During first few sessions of MIS class, we were discussing on IT Auditing. But what is IT Auditing and why do we need it?  

The increased usage of IT has been further enhanced and witnessed by its wider adoption in commerce, industry, education and health, as well as in mainstream daily life since 1965. During the period, Malaysian government had actively embarked on several IT projects that were involved in computerizing government departments, including the Royal Malaysian Police, Royal Customs and Excise Department, and Dewan Bahasa dan Pustaka. Our one of his kind Prime Minister, Tun Dr. Mahathir Mohamad, had taken a big step in year 1996 when Multimedia Super Corridor (MSC) was launched in an effort to achieve Malaysia’s Vision 2020. With his mission and vision  that Malaysia will be a fully developed nation by 2020, he continued to provide a platform enabling an environment for further promoting the development of the IT industry.

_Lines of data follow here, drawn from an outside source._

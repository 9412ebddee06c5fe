//! SPDX-FileCopyrightText: 2025 CyberDeco
//!
//! SPDX-License-Identifier: MIT AND Apache-2.0
//!
//! World loading options

use std::path::{Path, PathBuf};

use serde::Serialize;

/// Environment variable naming the game install directory.
pub const GAME_DIR_ENV: &str = "LITHDIG_GAME_DIR";

/// Content folders searched for bundles after the install directory (FEAR 2).
pub const FEAR2_CONTENT_DIRS: [&str; 3] = ["DLC01", "DLC02", "DLC03"];

/// Game titles built on Jupiter EX / LT5.
#[derive(Debug, Clone, Copy, PartialEq, Eq, Hash, Default, Serialize)]
pub enum Game {
    #[default]
    Fear,
    Condemned,
    District187,
    Fear2,
}

impl Game {
    /// Per-title XOR mask applied to the world model counts.
    #[must_use]
    pub fn count_mask(self) -> i32 {
        match self {
            Self::Fear => 399,
            Self::Condemned => 0,
            Self::District187 => 246,
            Self::Fear2 => 0,
        }
    }

    /// Extra content folders searched for bundles by default.
    #[must_use]
    pub fn content_dirs(self) -> Vec<PathBuf> {
        match self {
            Self::Fear2 => FEAR2_CONTENT_DIRS.iter().map(PathBuf::from).collect(),
            _ => Vec::new(),
        }
    }
}

/// The two world format generations.
#[derive(Debug, Clone, Copy, PartialEq, Eq, Hash, Serialize)]
pub enum WorldVersion {
    /// Jupiter EX (`.world00p`)
    Fear,
    /// LT5 (`.wld`)
    Loki,
}

impl WorldVersion {
    #[must_use]
    pub fn is_loki(self) -> bool {
        self == Self::Loki
    }
}

/// Numeric version field values for each world generation.
///
/// The defaults are placeholders; callers who know the values found in
/// their files inject them here.
#[derive(Debug, Clone, Copy, PartialEq, Eq)]
pub struct VersionCodes {
    pub fear: i32,
    pub loki: i32,
}

impl Default for VersionCodes {
    fn default() -> Self {
        Self { fear: 111, loki: 128 }
    }
}

impl VersionCodes {
    /// Map a raw version field.
    #[must_use]
    pub fn classify(&self, raw: i32) -> Option<WorldVersion> {
        if raw == self.fear {
            Some(WorldVersion::Fear)
        } else if raw == self.loki {
            Some(WorldVersion::Loki)
        } else {
            None
        }
    }

    #[must_use]
    pub fn code(&self, version: WorldVersion) -> i32 {
        match version {
            WorldVersion::Fear => self.fear,
            WorldVersion::Loki => self.loki,
        }
    }
}

/// Options for [`WorldFile::open`](super::WorldFile::open).
#[derive(Debug, Clone, Default)]
pub struct WorldLoadOptions {
    pub game: Game,
    /// Install directory external streams and bundles resolve against;
    /// the world file's own directory when unset
    pub game_dir: Option<PathBuf>,
    /// Extra folders (relative to the install directory) searched for
    /// bundles; the title's defaults when unset
    pub content_dirs: Option<Vec<PathBuf>>,
    pub version_codes: VersionCodes,
    /// Merge attributes from the paired `.gamedb` into LT5 objects
    pub merge_game_db: bool,
}

impl WorldLoadOptions {
    #[must_use]
    pub fn new() -> Self {
        Self {
            merge_game_db: true,
            ..Self::default()
        }
    }

    /// Options with the install directory taken from `LITHDIG_GAME_DIR`.
    #[must_use]
    pub fn from_env() -> Self {
        let mut options = Self::new();
        options.game_dir = std::env::var_os(GAME_DIR_ENV).map(|dir| expand_home(Path::new(&dir)));
        options
    }

    #[must_use]
    pub fn with_game(mut self, game: Game) -> Self {
        self.game = game;
        self
    }

    #[must_use]
    pub fn with_game_dir(mut self, dir: impl Into<PathBuf>) -> Self {
        self.game_dir = Some(dir.into());
        self
    }

    #[must_use]
    pub fn with_content_dirs(mut self, dirs: Vec<PathBuf>) -> Self {
        self.content_dirs = Some(dirs);
        self
    }

    #[must_use]
    pub fn with_version_codes(mut self, codes: VersionCodes) -> Self {
        self.version_codes = codes;
        self
    }

    #[must_use]
    pub fn with_game_db_merge(mut self, merge: bool) -> Self {
        self.merge_game_db = merge;
        self
    }

    pub(crate) fn effective_content_dirs(&self) -> Vec<PathBuf> {
        self.content_dirs
            .clone()
            .unwrap_or_else(|| self.game.content_dirs())
    }
}

/// Expand a leading `~` to the home directory.
pub(crate) fn expand_home(path: &Path) -> PathBuf {
    PathBuf::from(shellexpand::tilde(&path.to_string_lossy()).into_owned())
}
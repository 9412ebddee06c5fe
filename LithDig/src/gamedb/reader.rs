//! SPDX-FileCopyrightText: 2025 CyberDeco
//!
//! SPDX-License-Identifier: MIT AND Apache-2.0
//!
//! Game database decoding

use std::path::Path;

use tracing::debug;

use super::hash::{HashNameTable, calc_hash};
use super::{
    Attribute, AttributeDescriptor, AttributeType, AttributeUsage, AttributeValue, Category,
    DESCRIPTOR_VERSION, MAGIC, Record, RecordLink, SUPPORTED_VERSIONS,
};
use crate::error::{Error, Result};
use crate::io::{ByteReader, Endian, OffsetTable, read_magic, to_len_i32};

/// A decoded `.gamedb` file.
#[derive(Debug, Clone, Default)]
pub struct GameDbFile {
    pub version: i32,
    pub value_table_length: i32,
    /// Header counters with no known meaning: three always present, two more
    /// from version 7 (zero before)
    pub unknown: [i32; 5],
    /// Attribute descriptors (empty before version 6)
    pub descriptors: Vec<AttributeDescriptor>,
    pub categories: Vec<Category>,
}

impl GameDbFile {
    /// Read and decode a game database from disk.
    ///
    /// # Errors
    /// Returns an error if the file cannot be read or is malformed.
    pub fn open(path: impl AsRef<Path>, names: &HashNameTable) -> Result<Self> {
        let path = path.as_ref();
        let db = Self::from_bytes(std::fs::read(path)?, names)?;
        debug!(
            "Loaded game database {} (v{}, {} categories)",
            path.display(),
            db.version,
            db.categories.len()
        );
        Ok(db)
    }

    /// Decode a game database held in memory. Hashed attribute names are
    /// resolved through `names`.
    ///
    /// # Errors
    /// Returns an error on bad magic, unsupported version, truncation, a
    /// failed name hash check, or an unknown attribute type.
    pub fn from_bytes(data: Vec<u8>, names: &HashNameTable) -> Result<Self> {
        let mut reader = ByteReader::from_bytes(data);
        let magic = read_magic(&mut reader)?;
        if magic != MAGIC {
            return Err(Error::InvalidMagic {
                format: "game database",
                expected: "GADB",
                found: magic,
            });
        }
        let version = reader.read_i32()?;
        if !SUPPORTED_VERSIONS.contains(&version) {
            return Err(Error::UnsupportedVersion {
                format: "game database",
                version: i64::from(version),
            });
        }

        let mut unknown = [0i32; 5];
        if version >= 7 {
            unknown[3] = reader.read_i32()?;
            unknown[4] = reader.read_i32()?;
        }
        let value_table_length = reader.read_i32()?;
        unknown[0] = reader.read_i32()?;
        unknown[1] = reader.read_i32()?;
        unknown[2] = reader.read_i32()?;
        let descriptor_count = to_len_i32(reader.read_i32()?)?;

        let values = OffsetTable::new(
            reader.read_bytes_signed(i64::from(value_table_length))?,
            Endian::Little,
        );
        let descriptors = if version >= DESCRIPTOR_VERSION {
            reader.read_array::<AttributeDescriptor>(descriptor_count)?
        } else {
            Vec::new()
        };

        let mut decoder = Decoder {
            reader,
            values,
            names,
            version,
            descriptors,
        };
        let category_count = to_len_i32(decoder.reader.read_i32()?)?;
        let mut categories = Vec::with_capacity(category_count);
        for index in 0..category_count {
            categories.push(decoder.read_category(index)?);
        }

        Ok(Self {
            version,
            value_table_length,
            unknown,
            descriptors: decoder.descriptors,
            categories,
        })
    }

    /// Look up a category by name (case-insensitive, first wins).
    #[must_use]
    pub fn category(&self, name: &str) -> Option<&Category> {
        self.categories.iter().find(|c| c.name.eq_ignore_ascii_case(name))
    }

    /// Dereference a record link. Negative or out-of-range indices give `None`.
    #[must_use]
    pub fn resolve_link(&self, link: RecordLink) -> Option<&Record> {
        let category = usize::try_from(link.category_index).ok()?;
        let record = usize::try_from(link.record_index).ok()?;
        self.categories.get(category)?.records.get(record)
    }
}

struct Decoder<'a> {
    reader: ByteReader,
    values: OffsetTable,
    names: &'a HashNameTable,
    version: i32,
    descriptors: Vec<AttributeDescriptor>,
}

impl Decoder<'_> {
    fn has_descriptors(&self) -> bool {
        self.version >= DESCRIPTOR_VERSION
    }

    fn table_string(&mut self) -> Result<String> {
        let offset = self.reader.read_i32()?;
        self.values.string_at(offset)
    }

    fn check_hash(&mut self, name: &str) -> Result<()> {
        let stored = self.reader.read_i32()?;
        let computed = calc_hash(name);
        if stored != computed {
            return Err(Error::HashMismatch {
                name: name.to_string(),
                stored,
                computed,
            });
        }
        Ok(())
    }

    fn read_category(&mut self, index: usize) -> Result<Category> {
        let name = self.table_string()?;
        let record_count = to_len_i32(self.reader.read_i32()?)?;
        if self.has_descriptors() {
            self.check_hash(&name)?;
        }
        let mut records = Vec::with_capacity(record_count);
        for record_index in 0..record_count {
            records.push(self.read_record(record_index)?);
        }
        Ok(Category {
            index,
            name,
            records,
        })
    }

    fn read_record(&mut self, index: usize) -> Result<Record> {
        let name = self.table_string()?;
        if !self.has_descriptors() {
            let attribute_count = to_len_i32(self.reader.read_i32()?)?;
            let mut attributes = Vec::with_capacity(attribute_count);
            for _ in 0..attribute_count {
                attributes.push(self.read_inline_attribute()?);
            }
            return Ok(Record {
                index,
                name,
                attributes,
            });
        }

        let data_size = i64::from(self.reader.read_i32()?);
        let attribute_count = to_len_i32(self.reader.read_i32()?)?;
        let table_offset = to_len_i32(self.reader.read_i32()?)?;
        self.check_hash(&name)?;
        let mut block = ByteReader::from_bytes(self.reader.read_bytes_signed(data_size * 4)?);

        let mut attributes = Vec::with_capacity(attribute_count);
        for k in 0..attribute_count {
            let descriptor = *self.descriptors.get(table_offset + k).ok_or_else(|| {
                Error::invalid(
                    "game database",
                    format!("record '{name}' descriptor {} out of range", table_offset + k),
                )
            })?;
            let kind = AttributeType::from_i32(descriptor.type_tag())?;
            let mut attribute = Attribute {
                name: self.names.name(descriptor.name_hash),
                kind,
                usage: descriptor.usage(),
                values: Vec::with_capacity(usize::from(descriptor.array_length)),
            };

            let mut position = u64::from(descriptor.position) * 4;
            for _ in 0..descriptor.array_length {
                if position >= block.len() {
                    debug!(
                        "Record '{}' attribute '{}' truncated at {} of {} values",
                        name,
                        attribute.name,
                        attribute.values.len(),
                        descriptor.array_length
                    );
                    break;
                }
                block.seek(position)?;
                attribute
                    .values
                    .push(read_value(&mut block, &mut self.values, kind, self.version)?);
                position += 4;
            }
            attributes.push(attribute);
        }

        Ok(Record {
            index,
            name,
            attributes,
        })
    }

    fn read_inline_attribute(&mut self) -> Result<Attribute> {
        let name = self.table_string()?;
        let kind = AttributeType::from_i32(self.reader.read_i32()?)?;
        let usage = AttributeUsage::from_i32(self.reader.read_i32()?);
        let count = to_len_i32(self.reader.read_i32()?)?;
        let mut values = Vec::with_capacity(count);
        for _ in 0..count {
            values.push(read_value(&mut self.reader, &mut self.values, kind, self.version)?);
        }
        Ok(Attribute {
            name,
            kind,
            usage,
            values,
        })
    }
}

fn read_value(
    source: &mut ByteReader,
    values: &mut OffsetTable,
    kind: AttributeType,
    version: i32,
) -> Result<AttributeValue> {
    Ok(match kind {
        AttributeType::Bool => AttributeValue::Bool(source.read_i32()? != 0),
        AttributeType::Float => AttributeValue::Float(source.read_f32()?),
        AttributeType::Int => AttributeValue::Int(source.read_i32()?),
        AttributeType::String => AttributeValue::String(values.string_at(source.read_i32()?)?),
        AttributeType::WString => AttributeValue::WString(values.wstring_at(source.read_i32()?)?),
        AttributeType::Vector2 => AttributeValue::Vector2(values.vec2_at(source.read_i32()?)?),
        AttributeType::Vector3 => AttributeValue::Vector3(values.vec3_at(source.read_i32()?)?),
        AttributeType::Vector4 => AttributeValue::Vector4(values.quat_at(source.read_i32()?)?),
        AttributeType::Struct if version == 3 => AttributeValue::Struct(source.read_i32()?),
        AttributeType::RecordLink | AttributeType::Struct => {
            let record_index = source.read_i16()?;
            let category_index = source.read_i16()?;
            AttributeValue::RecordLink(RecordLink {
                record_index,
                category_index,
            })
        }
        AttributeType::Invalid => return Err(Error::UnknownAttributeType(0)),
    })
}
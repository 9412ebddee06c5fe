//! SPDX-FileCopyrightText: 2025 CyberDeco
//!
//! SPDX-License-Identifier: MIT AND Apache-2.0
//!
//! Material library data model

use glam::{Vec3, Vec4};
use indexmap::IndexMap;
use serde::Serialize;

use crate::error::{Error, Result};

/// Property value type tags.
#[derive(Debug, Clone, Copy, PartialEq, Eq, Serialize)]
#[repr(i16)]
pub enum PropertyType {
    FileName = 1,
    Vector3 = 2,
    Color4 = 3,
    Integer = 4,
    Float = 5,
}

impl PropertyType {
    pub fn from_i16(value: i16) -> Result<Self> {
        match value {
            1 => Ok(Self::FileName),
            2 => Ok(Self::Vector3),
            3 => Ok(Self::Color4),
            4 => Ok(Self::Integer),
            5 => Ok(Self::Float),
            other => Err(Error::UnknownPropertyType(other)),
        }
    }
}

/// A typed material property value.
#[derive(Debug, Clone, PartialEq, Serialize)]
pub enum MaterialValue {
    FileName(String),
    Vector3(Vec3),
    /// RGBA, stored as four floats
    Color4(Vec4),
    Integer(i32),
    Float(f32),
}

/// Entry of the property table.
#[derive(Debug, Clone, PartialEq, Eq)]
pub struct PropertyInfo {
    pub name: String,
    pub kind: PropertyType,
    /// Usage bits, kept opaque
    pub usage: u16,
}

/// One material definition.
#[derive(Debug, Clone, Default, PartialEq, Serialize)]
pub struct Material {
    pub name: String,
    pub shader: String,
    /// Properties in file order
    pub properties: IndexMap<String, MaterialValue>,
}

impl Material {
    /// Look up a property by name.
    #[must_use]
    pub fn property(&self, name: &str) -> Option<&MaterialValue> {
        self.properties.get(name)
    }
}
//! Compression utilities

use std::io::Read;

use flate2::read::ZlibDecoder;

use crate::error::{Error, Result};

/// Inflate a zlib stream.
///
/// # Errors
/// Returns an error if the stream is not valid zlib data.
pub fn inflate_zlib(compressed: &[u8], expected_size: usize) -> Result<Vec<u8>> {
    let mut decoder = ZlibDecoder::new(compressed);
    let mut decompressed = Vec::with_capacity(expected_size);

    decoder.read_to_end(&mut decompressed).map_err(|e| {
        Error::invalid(
            "zlib",
            format!(
                "failed to inflate block ({} bytes, expected {expected_size}): {e}",
                compressed.len()
            ),
        )
    })?;

    Ok(decompressed)
}
//! SPDX-FileCopyrightText: 2025 CyberDeco
//!
//! SPDX-License-Identifier: MIT AND Apache-2.0
//!
//! Collision BSPs (world models)

use glam::Vec3;
use indexmap::IndexMap;
use serde::Serialize;

use super::options::WorldVersion;
use super::physics::PhysicsShape;
use super::render::{LokiRenderInstanceData, RenderNode};
use crate::error::Result;
use crate::io::{BoundingBox, ByteReader, to_len_i32};

/// A collision brush with its polygons, partition tree and points.
///
/// BSPs are used for physics and object linking, not for rendering.
#[derive(Debug, Clone, Default, Serialize)]
pub struct WorldBsp {
    pub index: usize,
    /// Every name the name table assigns to this BSP, in table order
    pub names: Vec<String>,
    pub unknown1: i32,
    /// Jupiter EX only (0 on LT5)
    pub unknown2: i32,
    pub half_dims: Vec3,
    pub center: Vec3,
    pub total_poly_point_count: i32,
    pub polygons: Vec<WorldPoly>,
    pub nodes: Vec<WorldNode>,
    pub points: Vec<Vec3>,

    // Filled in by later stages
    pub shape: Option<PhysicsShape>,
    /// Jupiter EX render tree nodes owned by this BSP
    pub render_nodes: Vec<RenderNode>,
    /// LT5 per-BSP instance data
    pub instance_data: Option<LokiRenderInstanceData>,
    /// Objects linked by name, mapped to their index in the world's object list
    pub linked_objects: IndexMap<String, usize>,
}

#[derive(Debug, Clone, Default, PartialEq, Serialize)]
pub struct WorldPoly {
    pub index: usize,
    pub unknown: [u8; 2],
    pub surface_flags: u16,
    /// Index into the world's plane normals
    pub plane_index: i32,
    pub plane_distance: f32,
    pub vertex_indices: Vec<i32>,
}

/// BSP tree node; child indices are -1 for none.
#[derive(Debug, Clone, Copy, Default, PartialEq, Eq, Serialize)]
pub struct WorldNode {
    pub index: usize,
    pub poly_index: i32,
    pub left: i32,
    pub right: i32,
}

impl WorldBsp {
    /// Decode one BSP.
    ///
    /// # Errors
    /// Returns an error on truncation or negative counts.
    pub fn read(
        reader: &mut ByteReader,
        version: WorldVersion,
        index: usize,
        names: Vec<String>,
    ) -> Result<Self> {
        let unknown1 = reader.read_i32()?;
        let point_count = to_len_i32(reader.read_i32()?)?;
        let poly_count = to_len_i32(reader.read_i32()?)?;
        let total_poly_point_count = reader.read_i32()?;
        let node_count = to_len_i32(reader.read_i32()?)?;
        let half_dims = reader.read_vec3()?;
        let center = reader.read_vec3()?;
        let unknown2 = if version.is_loki() { 0 } else { reader.read_i32()? };

        let vertices_per_poly = reader.read_bytes(poly_count)?;
        let mut polygons = Vec::with_capacity(poly_count);
        for (i, &count) in vertices_per_poly.iter().enumerate() {
            polygons.push(WorldPoly {
                index: i,
                unknown: [reader.read_u8()?, reader.read_u8()?],
                surface_flags: reader.read_u16()?,
                plane_index: reader.read_i32()?,
                plane_distance: reader.read_f32()?,
                vertex_indices: reader.read_array(usize::from(count))?,
            });
        }

        let mut nodes = Vec::with_capacity(node_count);
        for i in 0..node_count {
            let poly_index = reader.read_i32()?;
            let (left, right) = if version.is_loki() {
                (i32::from(reader.read_i16()?), i32::from(reader.read_i16()?))
            } else {
                (reader.read_i32()?, reader.read_i32()?)
            };
            nodes.push(WorldNode {
                index: i,
                poly_index,
                left,
                right,
            });
        }

        let points = reader.read_array(point_count)?;

        Ok(Self {
            index,
            names,
            unknown1,
            unknown2,
            half_dims,
            center,
            total_poly_point_count,
            polygons,
            nodes,
            points,
            ..Self::default()
        })
    }

    /// First name, if the BSP has any.
    #[must_use]
    pub fn first_name(&self) -> Option<&str> {
        self.names.first().map(String::as_str)
    }

    /// First name, or `#index` for unnamed BSPs.
    #[must_use]
    pub fn display_name(&self) -> String {
        match self.first_name() {
            Some(name) => name.to_string(),
            None => format!("#{}", self.index),
        }
    }

    #[must_use]
    pub fn bbox(&self) -> BoundingBox {
        BoundingBox {
            min: self.center - self.half_dims,
            max: self.center + self.half_dims,
        }
    }

    /// Sum of polygon vertex counts.
    #[must_use]
    pub fn poly_vertex_count(&self) -> usize {
        self.polygons.iter().map(|p| p.vertex_indices.len()).sum()
    }
}

#[cfg(test)]
mod tests {
    use super::*;

    fn sample(version: WorldVersion) -> Vec<u8> {
        let mut data = Vec::new();
        // unknown1, points, polys, total poly points, nodes
        for v in [1i32, 3, 1, 3, 1] {
            data.extend_from_slice(&v.to_le_bytes());
        }
        for f in [1.0f32, 2.0, 3.0, 10.0, 20.0, 30.0] {
            data.extend_from_slice(&f.to_le_bytes());
        }
        if !version.is_loki() {
            data.extend_from_slice(&0i32.to_le_bytes());
        }
        data.push(3);
        // polygon
        data.extend_from_slice(&[7, 8]);
        data.extend_from_slice(&0x0102u16.to_le_bytes());
        data.extend_from_slice(&4i32.to_le_bytes());
        data.extend_from_slice(&1.5f32.to_le_bytes());
        for i in [0i32, 1, 2] {
            data.extend_from_slice(&i.to_le_bytes());
        }
        // node
        data.extend_from_slice(&0i32.to_le_bytes());
        if version.is_loki() {
            data.extend_from_slice(&(-1i16).to_le_bytes());
            data.extend_from_slice(&(-1i16).to_le_bytes());
        } else {
            data.extend_from_slice(&(-1i32).to_le_bytes());
            data.extend_from_slice(&(-1i32).to_le_bytes());
        }
        // points
        for f in [0.0f32; 9] {
            data.extend_from_slice(&f.to_le_bytes());
        }
        data
    }

    #[test]
    fn test_read_bsp() {
        for version in [WorldVersion::Fear, WorldVersion::Loki] {
            let mut reader = ByteReader::from_bytes(sample(version));
            let bsp = WorldBsp::read(&mut reader, version, 2, vec!["Door".into()]).unwrap();
            assert!(reader.is_eof());
            assert_eq!(bsp.index, 2);
            assert_eq!(bsp.first_name(), Some("Door"));
            assert_eq!(bsp.polygons.len(), 1);
            assert_eq!(bsp.polygons[0].vertex_indices, vec![0, 1, 2]);
            assert_eq!(bsp.polygons[0].surface_flags, 0x0102);
            assert_eq!(bsp.nodes[0].left, -1);
            assert_eq!(bsp.points.len(), 3);
            assert_eq!(bsp.poly_vertex_count(), 3);
            assert_eq!(bsp.bbox().min, Vec3::new(9.0, 18.0, 27.0));
        }
    }

    #[test]
    fn test_display_name_unnamed() {
        let bsp = WorldBsp {
            index: 4,
            ..WorldBsp::default()
        };
        assert_eq!(bsp.display_name(), "#4");
    }
}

However, off late, many organizations and companies in Malaysia are facing major information systems (IS) security threats such as intrusion, spamming, negligence, and misuse and abuse of information technology (IT) resources. These abnormalities and security risks pose a great challenge for most businesses when it comes to protecting and safeguarding business processes and vital information assets. The reasons for security concerns are primarily due to lack of sufficient and effective IT standards and controls over IT risks in organization business processes. Thus, auditing of IT systems based on established international standard is a practice that should be established and regulated in all companies in Malaysia to ensure that such IT controls are in place and functioning efficiently and effectively.